//! # Rate Limiter
//!
//! Fixed-window request counter keyed by client address, guarding the read
//! path before any repository work happens. Exceeding the window yields a
//! 429 and does not consume a transaction.
//!
//! Injected per server instance (no process-global state), like the cache.

use std::collections::HashMap;
use std::sync::Mutex;
use std::time::{Duration, Instant};

/// Per-key fixed-window counters.
#[derive(Debug)]
pub struct RateLimiter {
    max_requests: u32,
    window: Duration,
    windows: Mutex<HashMap<String, (Instant, u32)>>,
}

impl RateLimiter {
    /// Creates a limiter allowing `max_requests` per `window` per key.
    pub fn new(max_requests: u32, window: Duration) -> Self {
        RateLimiter {
            max_requests,
            window,
            windows: Mutex::new(HashMap::new()),
        }
    }

    /// Counts a request against `key`. Returns `false` when the window is
    /// exhausted.
    pub fn check(&self, key: &str) -> bool {
        let mut windows = self.windows.lock().expect("rate limiter mutex poisoned");
        let now = Instant::now();

        let (window_start, count) = windows
            .entry(key.to_string())
            .or_insert((now, 0));

        if now.duration_since(*window_start) >= self.window {
            // new window
            *window_start = now;
            *count = 0;
        }

        if *count >= self.max_requests {
            return false;
        }

        *count += 1;
        true
    }
}

// =============================================================================
// Unit Tests
// =============================================================================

[Your assignment] Give back the material above exactly as it was given.

[Solution to this problem]
//! # Rate Limiter
//!
//! Fixed-window request counter keyed by client address, guarding the read
//! path before any repository work happens. Exceeding the window yields a
//! 429 and does not consume a transaction.
//!
//! Injected per server instance (no process-global state), like the cache.

use std::collections::HashMap;
use std::sync::Mutex;
use std::time::{Duration, Instant};

/// Per-key fixed-window counters.
#[derive(Debug)]
pub struct RateLimiter {
    max_requests: u32,
    window: Duration,
    windows: Mutex<HashMap<String, (Instant, u32)>>,
}

impl RateLimiter {
    /// Creates a limiter allowing `max_requests` per `window` per key.
    pub fn new(max_requests: u32, window: Duration) -> Self {
        RateLimiter {
            max_requests,
            window,
            windows: Mutex::new(HashMap::new()),
        }
    }

    /// Counts a request against `key`. Returns `false` when the window is
    /// exhausted.
    pub fn check(&self, key: &str) -> bool {
        let mut windows = self.windows.lock().expect("rate limiter mutex poisoned");
        let now = Instant::now();

        let (window_start, count) = windows
            .entry(key.to_string())
            .or_insert((now, 0));

        if now.duration_since(*window_start) >= self.window {
            // new window
            *window_start = now;
            *count = 0;
        }

        if *count >= self.max_requests {
            return false;
        }

        *count += 1;
        true
    }
}

// =============================================================================
// Unit Tests
// =============================================================================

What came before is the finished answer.